Despite an established link between cutaneous malignancy and sun damage, there are still considerable failings in peoples’ attitudes. Sunscreen has been shown to reduce incidence of SCC and precursor lesions. Furthermore UVB-induced genetic point mutations have been identified in the development of BCC and SCC, suggesting reducing UVB skin radiation could reduce cancer development risk.

Studies emphasising the disparity between intentional sun protection use and actual application demonstrate the need for SPF to be included in daily moisturisers as part of national skin cancer prevention. Recent studies suggest we are still losing the behavioural battle as secondary school age students report poor sun protection use despite being well informed about skin cancer risk!
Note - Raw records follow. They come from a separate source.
//! PDF export.
//!
//! We lay pages out first, as plain data, and then render that layout with
//! `printpdf`. Keeping layout separate lets us test wrapping and pagination
//! without having to parse PDF files.
//!
//! Text is set in an embedded DejaVu Sans, because the standard PDF fonts
//! can't show Turkish letters like `ş` and `ı`.

use std::io::BufWriter;

use printpdf::{Mm, PdfDocument};
use ttf_parser::Face;

use crate::{pipeline::RecognitionResult, prelude::*};

use super::format_confidence;

/// A4 page size.
const PAGE_WIDTH_MM: f32 = 210.0;
const PAGE_HEIGHT_MM: f32 = 297.0;

/// Margin on every side of the page.
const MARGIN_MM: f32 = 20.0;

/// The width that body text is wrapped to.
pub const TEXT_WIDTH_MM: f32 = 170.0;

const HEADING_SIZE: f32 = 16.0;
const CONFIDENCE_SIZE: f32 = 12.0;
const BODY_SIZE: f32 = 10.0;

/// Vertical gaps after the heading and the confidence line.
const HEADING_GAP_MM: f32 = 10.0;
const CONFIDENCE_GAP_MM: f32 = 15.0;

/// Line spacing, as a multiple of the font size.
const LINE_HEIGHT_FACTOR: f32 = 1.15;

/// Millimeters per PostScript point.
const MM_PER_PT: f32 = 25.4 / 72.0;

/// Title stored in the PDF metadata.
const DOCUMENT_TITLE: &str = "IŞIL OCR Sonuçları";

/// The font we embed. See `assets/fonts/DejaVuSans-LICENSE.txt`.
static FONT_DATA: &[u8] = include_bytes!("../../assets/fonts/DejaVuSans.ttf");

/// Metrics for the embedded font.
pub struct PdfFont {
    face: Face<'static>,
}

impl PdfFont {
    /// Parse the embedded font.
    pub fn load() -> Result<Self> {
        let face =
            Face::parse(FONT_DATA, 0).map_err(|e| anyhow!("PDF font error: {}", e))?;
        Ok(Self { face })
    }

    /// The printed width of `text`.
    pub fn text_width_mm(&self, text: &str, font_size: f32) -> f32 {
        let units = text.chars().map(|ch| self.advance(ch)).sum::<u32>();
        units as f32 / f32::from(self.face.units_per_em()) * font_size * MM_PER_PT
    }

    /// The advance width of `ch` in font units. Characters without a glyph
    /// are dropped when drawn, so they take no space.
    fn advance(&self, ch: char) -> u32 {
        self.face
            .glyph_index(ch)
            .and_then(|id| self.face.glyph_hor_advance(id))
            .map_or(0, u32::from)
    }

    /// Wrap `text` to `max_width_mm` at `font_size`, the way a word processor
    /// would.
    ///
    /// Explicit line breaks are kept, including blank lines. Words wider than a
    /// whole line are split wherever they overflow.
    pub fn wrap_text(&self, text: &str, font_size: f32, max_width_mm: f32) -> Vec<String> {
        let mut lines = vec![];
        for paragraph in text.split('\n') {
            let mut current = String::new();
            for word in paragraph.split_whitespace() {
                let candidate = if current.is_empty() {
                    word.to_owned()
                } else {
                    format!("{} {}", current, word)
                };
                if self.text_width_mm(&candidate, font_size) <= max_width_mm {
                    current = candidate;
                    continue;
                }
                if !current.is_empty() {
                    lines.push(std::mem::take(&mut current));
                }
                // The word alone may still be too wide.
                for ch in word.chars() {
                    current.push(ch);
                    if current.chars().count() > 1
                        && self.text_width_mm(&current, font_size) > max_width_mm
                    {
                        current.pop();
                        lines.push(std::mem::replace(&mut current, ch.to_string()));
                    }
                }
            }
            lines.push(current);
        }
        lines
    }
}

/// One line of text placed on a page.
#[derive(Clone, Debug, PartialEq)]
pub struct PdfLine {
    /// The text, exactly as it should read.
    pub text: String,

    /// Font size in points.
    pub font_size: f32,

    /// Distance of the baseline from the top of the page.
    pub top_mm: f32,
}

/// A laid-out page.
#[derive(Clone, Debug, Default, PartialEq)]
pub struct PdfPage {
    pub lines: Vec<PdfLine>,
}

/// Encode results as a PDF, starting a new page for each result.
pub fn encode(results: &[RecognitionResult]) -> Result<Vec<u8>> {
    let font = PdfFont::load()?;
    render(&layout(&font, results))
}

/// Lay out one or more pages per result.
///
/// Each result starts on a fresh page with its file name and confidence. Body
/// text that doesn't fit continues on extra pages.
pub fn layout(font: &PdfFont, results: &[RecognitionResult]) -> Vec<PdfPage> {
    let bottom = PAGE_HEIGHT_MM - MARGIN_MM;
    let body_line_height = BODY_SIZE * LINE_HEIGHT_FACTOR * MM_PER_PT;

    let mut pages = vec![];
    for result in results {
        let mut page = PdfPage::default();
        let mut y = MARGIN_MM;

        page.lines.push(PdfLine {
            text: format!("Dosya: {}", result.file_name),
            font_size: HEADING_SIZE,
            top_mm: y,
        });
        y += HEADING_GAP_MM;

        page.lines.push(PdfLine {
            text: format!("Güven Skoru: {}", format_confidence(result.confidence)),
            font_size: CONFIDENCE_SIZE,
            top_mm: y,
        });
        y += CONFIDENCE_GAP_MM;

        for line in font.wrap_text(result.text.trim_end(), BODY_SIZE, TEXT_WIDTH_MM) {
            if y > bottom {
                pages.push(std::mem::take(&mut page));
                y = MARGIN_MM;
            }
            page.lines.push(PdfLine {
                text: line,
                font_size: BODY_SIZE,
                top_mm: y,
            });
            y += body_line_height;
        }
        pages.push(page);
    }
    pages
}

/// Render laid-out pages to PDF bytes.
fn render(pages: &[PdfPage]) -> Result<Vec<u8>> {
    let (doc, first_page, first_layer) = PdfDocument::new(
        DOCUMENT_TITLE,
        Mm(PAGE_WIDTH_MM),
        Mm(PAGE_HEIGHT_MM),
        "Layer 1",
    );
    let font = doc
        .add_external_font(FONT_DATA)
        .map_err(|e| anyhow!("PDF font error: {}", e))?;

    for (idx, page) in pages.iter().enumerate() {
        let (page_idx, layer_idx) = if idx == 0 {
            (first_page, first_layer)
        } else {
            doc.add_page(Mm(PAGE_WIDTH_MM), Mm(PAGE_HEIGHT_MM), "Layer 1")
        };
        let layer = doc.get_page(page_idx).get_layer(layer_idx);
        for line in &page.lines {
            layer.use_text(
                line.text.as_str(),
                line.font_size,
                Mm(MARGIN_MM),
                Mm(PAGE_HEIGHT_MM - line.top_mm),
                &font,
            );
        }
    }

    let mut buf = BufWriter::new(Vec::new());
    doc.save(&mut buf)
        .map_err(|e| anyhow!("PDF save error: {}", e))?;
    buf.into_inner()
        .map_err(|e| anyhow!("PDF buffer error: {}", e))
}
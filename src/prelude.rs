//! Standard APIs we use everywhere.

pub use std::{
    path::{Path, PathBuf},
    sync::Arc,
};

pub use anyhow::{Context as _, Result, anyhow, bail};
pub use async_trait::async_trait;
pub use serde::{Deserialize, Serialize};
#[allow(unused_imports)]
pub use tracing::{debug, error, info, instrument, trace, warn};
There is some good evidence to support use of topical products such as retinoids, antioxidants, vitamin C and E to reduce the carcinogenic potential of UV exposure. The evidence for use of cosmeceuticals and chemical peels to promote skin health and reduce the risk of malignant transformation is therefore gaining tremendous support.

Cosmetic Practitioners as gatekeepers

In response to the global increase in skin cancer, it is increasingly important for cosmetic practitioners to have an awareness of premalignant and malignant lesions, including metastatic risk. As treatment modalities broaden, the evidence for topical treatments in combination or as field therapy offers potentially more efficacious treatments, with excellent cosmetic effects. Additionally, accelerating trends combined with behavioural downfalls suggests we are all are not doing enough to emphasise the importance of the use of SPF and sun avoidance.

Ultimately, cosmetic practitioners are in an excellent position to promote skin cancer awareness and behavioural change secondary to patient education. Emphasising the importance of sun protection and the link between photoageing and skin cancer development is crucial – sun creams truly are anti-ageing!

Additionally, by keeping up to date with the beneficial effects of many cosmeceuticals and chemical therapies means practitioners can better inform treatment choices.

Lastly and perhaps most importantly, links with specialists in skin cancer (Plastic Surgeons or Dermatologists) will facilitate a streamlined pathway for your patients should any adverse pathology be picked up. This link and pathway inspires confidence in patients and can further enhance the quality and scope of your practice.